In other words, there is little incentive for mainstream schools in today’s narrow and competitive educational environment to attempt to take in and rehabilitate detached and disengaged young people because the consequences appear too negative. Thus, high needs students often become collateral damage in the quest for higher academic performance and enhanced reputation.
Alternative schools like Kristy’s that have a moral, ethical, compassionate and customised approach to doing whatever it takes to provide the fundamental life-skills and holistic support for ongoing success, are also regarded by many as academically underperforming and unsuccessful despite being the only hope that our most marginalised young people have. It seems that we have developed a performance and funding culture across Australia that doesn’t value anything beyond literacy and numeracy. What we so desperately need to focus on is also social and emotional health in addition to student engagement across a broad curriculum that excites and creates opportunities for students to follow their passions.
As Kristy says: “For those students that society has neglected, once reattached and fully supported, they often don’t want to leave upon graduation because, for many, their school has become their family”.

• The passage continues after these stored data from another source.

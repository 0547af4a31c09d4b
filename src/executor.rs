//! Running one test case through the engine.

use crate::engine::{Lookup, Structured, Validation};
use crate::errors::ExecError;
use crate::model::{Definition, TestCase};
use crate::path::FieldPath;

/// Read-only state shared by every case of a suite.
#[derive(Debug, Clone)]
pub struct Context<'a, V> {
    /// The loaded document, used to resolve definitions named by path.
    pub document: &'a V,
}

impl<'a, V: Structured> Context<'a, V> {
    pub fn new(document: &'a V) -> Self {
        Self { document }
    }

    fn resolve(&self, definition: &Definition<V>) -> Result<V, ExecError> {
        match definition {
            Definition::Value(value) => Ok(value.clone()),
            Definition::Path(path) => match self.document.lookup(&FieldPath::parse(path)?) {
                Lookup::Found(value) => Ok(value),
                Lookup::Missing => Err(ExecError::DefinitionNotFound {
                    definition: path.clone(),
                }),
                Lookup::Errored(errors) => Err(ExecError::DefinitionErrored {
                    definition: path.clone(),
                    errors,
                }),
            },
        }
    }
}

/// What executing a case produced.
///
/// `value` is absent when execution stopped before unification. `err` is
/// present when resolution, conversion or validation failed; both may be
/// present at once.
#[derive(Debug, Clone)]
pub struct Outcome<V> {
    pub value: Option<V>,
    pub err: Option<ExecError>,
}

impl<V> Outcome<V> {
    fn stopped(err: ExecError) -> Self {
        Self {
            value: None,
            err: Some(err),
        }
    }
}

/// Unifies the case's definition with its input and validates the result.
///
/// The input is reopened first: inputs declared inside `#tests` are closed,
/// and a closed input could not receive the fields a definition computes.
/// Validation is structural unless the case expects a valid result and asks
/// for concreteness.
pub fn execute<V: Structured>(ctx: &Context<'_, V>, case: &TestCase<V>) -> Outcome<V> {
    let input = match case.input.reopen() {
        Ok(input) => input,
        Err(errors) => return Outcome::stopped(ExecError::OpenInput(errors)),
    };

    let definition = match ctx.resolve(&case.definition) {
        Ok(definition) => definition,
        Err(err) => {
            tracing::debug!(case = %case, error = %err, "definition did not resolve");
            return Outcome::stopped(err);
        }
    };

    let result = definition.unify(&input);
    let mode = if case.assert.expects_valid() && case.assert.concrete {
        Validation::Concrete
    } else {
        Validation::Structural
    };
    let err = result.validate(mode).err().map(ExecError::Validation);
    Outcome {
        value: Some(result),
        err,
    }
}

#[cfg(test)]
mod tests {
    use super::*;
    use crate::model::{AssertSpec, ErrorChecks, Expect};
    use crate::value::{Kind, Value};

    fn port() -> Value {
        Value::structure(
            [
                ("number", Value::kind(Kind::Int)),
                ("normalized", Value::reference(FieldPath::parse("number").unwrap())),
            ],
            true,
        )
    }

    fn case(definition: Definition<Value>, input: Value) -> TestCase<Value> {
        TestCase {
            group: "port".into(),
            name: "case".into(),
            definition,
            input,
            assert: AssertSpec::default(),
        }
    }

    #[test]
    fn closed_inputs_are_reopened_before_unification() {
        let document = Value::Top;
        let ctx = Context::new(&document);
        let input = Value::structure([("number", Value::Int(8080))], true);
        let outcome = execute(&ctx, &case(Definition::Value(port()), input));
        assert!(outcome.err.is_none(), "{:?}", outcome.err);
        let value = outcome.value.unwrap();
        assert!(matches!(
            value.lookup(&FieldPath::parse("normalized").unwrap()),
            Lookup::Found(Value::Int(8080))
        ));
    }

    #[test]
    fn unmarshalable_input_stops_before_unification() {
        let document = Value::Top;
        let ctx = Context::new(&document);
        let input = Value::structure([("number", Value::kind(Kind::Int))], false);
        let outcome = execute(&ctx, &case(Definition::Value(port()), input));
        assert!(outcome.value.is_none());
        let err = outcome.err.unwrap();
        assert!(err.to_string().starts_with("cannot convert input to open value: "));
    }

    #[test]
    fn path_definitions_resolve_against_the_document() {
        let document = Value::structure([("#Port", port())], false);
        let ctx = Context::new(&document);
        let input = Value::structure([("number", Value::Int(1))], false);

        let found = execute(&ctx, &case(Definition::Path("#Port".into()), input.clone()));
        assert!(found.err.is_none());

        let missing = execute(&ctx, &case(Definition::Path("#Nope".into()), input));
        assert!(missing.value.is_none());
        assert!(matches!(missing.err, Some(ExecError::DefinitionNotFound { .. })));
    }

    #[test]
    fn validation_is_structural_for_invalid_cases() {
        let document = Value::Top;
        let ctx = Context::new(&document);
        let definition = Value::structure([("name", Value::kind(Kind::String))], false);
        let mut incomplete = case(Definition::Value(definition), Value::Struct(Default::default()));

        let outcome = execute(&ctx, &incomplete);
        assert!(matches!(outcome.err, Some(ExecError::Validation(_))));

        incomplete.assert = AssertSpec {
            concrete: true,
            expect: Expect::Invalid(ErrorChecks::default()),
        };
        let outcome = execute(&ctx, &incomplete);
        assert!(outcome.err.is_none());
        assert!(outcome.value.is_some());
    }

    #[test]
    fn executing_twice_is_deterministic() {
        let document = Value::Top;
        let ctx = Context::new(&document);
        let input = Value::structure([("number", Value::from("eighty"))], false);
        let case = case(Definition::Value(port()), input);
        let first = execute(&ctx, &case);
        let second = execute(&ctx, &case);
        assert_eq!(first.value, second.value);
        assert_eq!(
            first.err.map(|e| e.to_string()),
            second.err.map(|e| e.to_string())
        );
    }
}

Indeed, like all of the student centred and unique alternative schools located around the country, Pathways College doesn’t need to advertise. Most are full and doing their best to save as many young people as possible. Unfortunately, there aren’t nearly enough of these bespoke educational alternatives to cater for the numbers of students who need them so many just simply detach and disappear.
Despite his tragic circumstances, ‘Jack’ is one of the incredibly lucky and determined young people who, through the fog of drugs, homelessness and hopelessness, found his way back to education and another chance at life. There was only a very slim chance that ‘Jack’ would positively and proactively change his trajectory, but it was one he was prepared to grasp. Jack’s self-driven reattachment is so unusual because most schools around Australia, public, Catholic and Independent, are not suitable for the vast majority of detached, disengaged, disabled, angry, anxious, bullied or abused children who have drifted out of view and who are actually spread across the nation right in front of our noses. Not only are traditional schools not always capable of providing for the marginalised and afflicted, but many of our educational organisations, due to resourcing constraints, deliberately do not seek to build pathways back into education for the young detached or disengaged.

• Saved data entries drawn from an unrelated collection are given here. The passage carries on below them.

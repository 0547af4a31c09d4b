use serde_json::{Map, Number};

use super::{Struct, Value};
use crate::errors::ValueErrors;
use crate::path::{FieldPath, Segment};

pub(super) fn to_json(value: &Value, path: &mut FieldPath) -> Result<serde_json::Value, ValueErrors> {
    Ok(match value {
        Value::Null => serde_json::Value::Null,
        Value::Bool(b) => serde_json::Value::Bool(*b),
        Value::Int(n) => serde_json::Value::Number((*n).into()),
        Value::Float(x) => match Number::from_f64(*x) {
            Some(n) => serde_json::Value::Number(n),
            None => {
                return Err(ValueErrors::single(
                    path.clone(),
                    format!("cannot convert non-finite float {x} to JSON"),
                ))
            }
        },
        Value::String(s) => serde_json::Value::String(s.clone()),
        Value::Struct(s) => {
            let mut map = Map::new();
            for (name, field) in s.fields.iter() {
                path.push(Segment::Field(name.clone()));
                let converted = to_json(field, path);
                path.pop();
                map.insert(name.clone(), converted?);
            }
            serde_json::Value::Object(map)
        }
        Value::List(items) => {
            let mut out = Vec::with_capacity(items.len());
            for (i, item) in items.iter().enumerate() {
                path.push(Segment::Index(i));
                let converted = to_json(item, path);
                path.pop();
                out.push(converted?);
            }
            serde_json::Value::Array(out)
        }
        Value::Bottom(message) => return Err(ValueErrors::single(path.clone(), message.clone())),
        incomplete => {
            return Err(ValueErrors::single(
                path.clone(),
                format!("cannot convert incomplete value {incomplete} to JSON"),
            ))
        }
    })
}

/// Plain data compiles to open structs.
pub(super) fn from_json(json: &serde_json::Value) -> Value {
    match json {
        serde_json::Value::Null => Value::Null,
        serde_json::Value::Bool(b) => Value::Bool(*b),
        serde_json::Value::Number(n) => match n.as_i64() {
            Some(i) => Value::Int(i),
            None => Value::Float(n.as_f64().unwrap_or(f64::NAN)),
        },
        serde_json::Value::String(s) => Value::String(s.clone()),
        serde_json::Value::Array(items) => Value::List(items.iter().map(from_json).collect()),
        serde_json::Value::Object(map) => Value::Struct(Struct {
            fields: map.iter().map(|(k, v)| (k.clone(), from_json(v))).collect(),
            closed: false,
        }),
    }
}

In fact, the inconvenient truth is that many of our finest schools have created conditions where our most marginalised and vulnerable children are given no real choice but to leave because, for them, school is no longer tolerable. Some school principals and staff look the other way when problems at their schools become too difficult and challenging with ‘mainstream’ parents calling for stronger discipline and less tolerance for non-conformist behaviour. For many schools, it is much easier if problematic students, who are often battling mental health issues, just do not turn up at school at all rather than having to go down the esteem-ruining suspension and exclusion pathways.

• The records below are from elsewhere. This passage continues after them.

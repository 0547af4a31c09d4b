//! YAML to [`Value`] compilation.
//!
//! Plain YAML data compiles to concrete values. Constraints are written
//! with tags:
//!
//! | tag | example | meaning |
//! |---|---|---|
//! | `!kind` | `!kind int` | any value of a kind |
//! | `!bound` | `!bound ">=0"` | numeric bound |
//! | `!match` | `!match "^[a-z]+$"` | string matching a regex |
//! | `!or` | `!or [TCP, UDP]` | disjunction |
//! | `!all` | `!all [!kind int, !bound ">0"]` | conjunction |
//! | `!ref` | `!ref "#Port"` | reference to another field |
//! | `!list_of` | `!list_of !kind string` | list of any length |
//! | `!top` | `!top` | anything |
//! | `!closed` / `!open` | `!closed {a: 1}` | struct closedness |
//!
//! Fields whose key starts with `#` are definitions: every struct inside
//! them is closed unless marked `!open`.

use serde_yaml::value::TaggedValue;
use serde_yaml::{Mapping, Value as Yaml};

use super::BUILD_TAG_KEY;
use crate::errors::HarnessError;
use crate::path::{FieldPath, Segment};
use crate::value::{Atom, Bound, Kind, Pattern, Struct, Value};

/// Parses and compiles one suite file. Returns `None` when the file's
/// `"@if"` key names no tag in `tags`.
pub fn compile_document(name: &str, text: &str, tags: &[String]) -> Result<Option<Value>, HarnessError> {
    let yaml: Yaml = serde_yaml::from_str(text).map_err(|source| HarnessError::Yaml {
        path: name.to_string(),
        source,
    })?;
    let mut mapping = match yaml {
        Yaml::Mapping(mapping) => mapping,
        // An empty file.
        Yaml::Null => Mapping::new(),
        other => {
            return Err(compile_error(
                name,
                &FieldPath::root(),
                format!("top level must be a mapping, found {}", yaml_type(&other)),
            ))
        }
    };

    if let Some(condition) = mapping.remove(BUILD_TAG_KEY) {
        let wanted = build_tags(name, &condition)?;
        if !wanted.iter().any(|tag| tags.contains(tag)) {
            return Ok(None);
        }
    }

    let mut compiler = Compiler {
        file: name,
        path: FieldPath::root(),
    };
    compiler.mapping(&mapping, false).map(Some)
}

fn build_tags(name: &str, condition: &Yaml) -> Result<Vec<String>, HarnessError> {
    let invalid = || {
        compile_error(
            name,
            &FieldPath::root().child(BUILD_TAG_KEY),
            "expected a tag name or a list of tag names",
        )
    };
    match condition {
        Yaml::String(tag) => Ok(vec![tag.clone()]),
        Yaml::Sequence(items) => items
            .iter()
            .map(|item| item.as_str().map(str::to_string).ok_or_else(invalid))
            .collect(),
        _ => Err(invalid()),
    }
}

fn compile_error(file: &str, path: &FieldPath, message: impl Into<String>) -> HarnessError {
    let message = message.into();
    HarnessError::Compile {
        path: file.to_string(),
        message: if path.is_root() {
            message
        } else {
            format!("at {path}: {message}")
        },
    }
}

fn yaml_type(yaml: &Yaml) -> &'static str {
    match yaml {
        Yaml::Null => "null",
        Yaml::Bool(_) => "bool",
        Yaml::Number(_) => "number",
        Yaml::String(_) => "string",
        Yaml::Sequence(_) => "sequence",
        Yaml::Mapping(_) => "mapping",
        Yaml::Tagged(_) => "tagged value",
    }
}

struct Compiler<'a> {
    file: &'a str,
    path: FieldPath,
}

impl Compiler<'_> {
    fn error(&self, message: impl Into<String>) -> HarnessError {
        compile_error(self.file, &self.path, message)
    }

    fn value(&mut self, yaml: &Yaml, closed: bool) -> Result<Value, HarnessError> {
        Ok(match yaml {
            Yaml::Null => Value::Null,
            Yaml::Bool(b) => Value::Bool(*b),
            Yaml::Number(n) => match n.as_i64() {
                Some(i) => Value::Int(i),
                None => Value::Float(n.as_f64().ok_or_else(|| self.error(format!("unsupported number {n}")))?),
            },
            Yaml::String(s) => Value::String(s.clone()),
            Yaml::Sequence(items) => {
                let mut out = Vec::with_capacity(items.len());
                for (i, item) in items.iter().enumerate() {
                    self.path.push(Segment::Index(i));
                    let compiled = self.value(item, closed);
                    self.path.pop();
                    out.push(compiled?);
                }
                Value::List(out)
            }
            Yaml::Mapping(mapping) => self.mapping(mapping, closed)?,
            Yaml::Tagged(tagged) => self.tagged(tagged, closed)?,
        })
    }

    fn mapping(&mut self, mapping: &Mapping, closed: bool) -> Result<Value, HarnessError> {
        let mut fields = im::OrdMap::new();
        for (key, yaml) in mapping {
            let name = match key {
                Yaml::String(s) => s.clone(),
                Yaml::Number(n) => n.to_string(),
                Yaml::Bool(b) => b.to_string(),
                other => return Err(self.error(format!("unsupported {} as mapping key", yaml_type(other)))),
            };
            let definition = name.starts_with('#');
            self.path.push(Segment::Field(name.clone()));
            let compiled = self.value(yaml, closed || definition);
            self.path.pop();
            fields.insert(name, compiled?);
        }
        Ok(Value::Struct(Struct { fields, closed }))
    }

    fn tagged(&mut self, tagged: &TaggedValue, closed: bool) -> Result<Value, HarnessError> {
        let tag = tagged.tag.to_string();
        let name = tag.trim_start_matches('!');
        let inner = &tagged.value;
        match name {
            "kind" => {
                let text = self.string_argument(name, inner)?;
                Kind::parse(text)
                    .map(Value::kind)
                    .ok_or_else(|| self.error(format!("unknown kind {text:?}")))
            }
            "bound" => {
                let text = self.string_argument(name, inner)?;
                Bound::parse(text)
                    .map(|bound| Value::Constraint(vec![Atom::Bound(bound)]))
                    .ok_or_else(|| self.error(format!("invalid bound {text:?}")))
            }
            "match" => {
                let text = self.string_argument(name, inner)?;
                Pattern::new(text)
                    .map(|pattern| Value::Constraint(vec![Atom::Match(pattern)]))
                    .map_err(|err| self.error(format!("invalid pattern {text:?}: {err}")))
            }
            "ref" => {
                let text = self.string_argument(name, inner)?;
                FieldPath::parse(text)
                    .map(Value::reference)
                    .map_err(|err| self.error(err.to_string()))
            }
            "or" => {
                let branches = self.branches(name, inner, closed)?;
                Ok(Value::any(branches))
            }
            "all" => {
                let branches = self.branches(name, inner, closed)?;
                Ok(branches.iter().fold(Value::Top, |acc, branch| acc.meet(branch)))
            }
            "list_of" => Ok(Value::ListOf(Box::new(self.value(inner, closed)?))),
            "top" => Ok(Value::Top),
            "closed" => self.value(inner, true),
            "open" => self.value(inner, false),
            other => Err(self.error(format!("unknown tag !{other}"))),
        }
    }

    fn string_argument<'y>(&self, tag: &str, yaml: &'y Yaml) -> Result<&'y str, HarnessError> {
        yaml.as_str()
            .ok_or_else(|| self.error(format!("!{tag} expects a string, found {}", yaml_type(yaml))))
    }

    fn branches(&mut self, tag: &str, yaml: &Yaml, closed: bool) -> Result<Vec<Value>, HarnessError> {
        let Yaml::Sequence(items) = yaml else {
            return Err(self.error(format!("!{tag} expects a sequence, found {}", yaml_type(yaml))));
        };
        if items.is_empty() {
            return Err(self.error(format!("!{tag} needs at least one branch")));
        }
        items.iter().map(|item| self.value(item, closed)).collect()
    }
}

We were told by a number of people interviewed for this report that, disturbingly, there is even a common term used to reference those students that schools find easier to ‘move on’ rather than address their challenges. The ‘back door exit’ approach for schools is commonly and apparently widely known in alternative education circles as being burned.
If the notion of burning kids who don’t fit our one-size-fits-all industrial model of education doesn’t make you feel sick, then there probably isn’t much point reading the rest of the paper.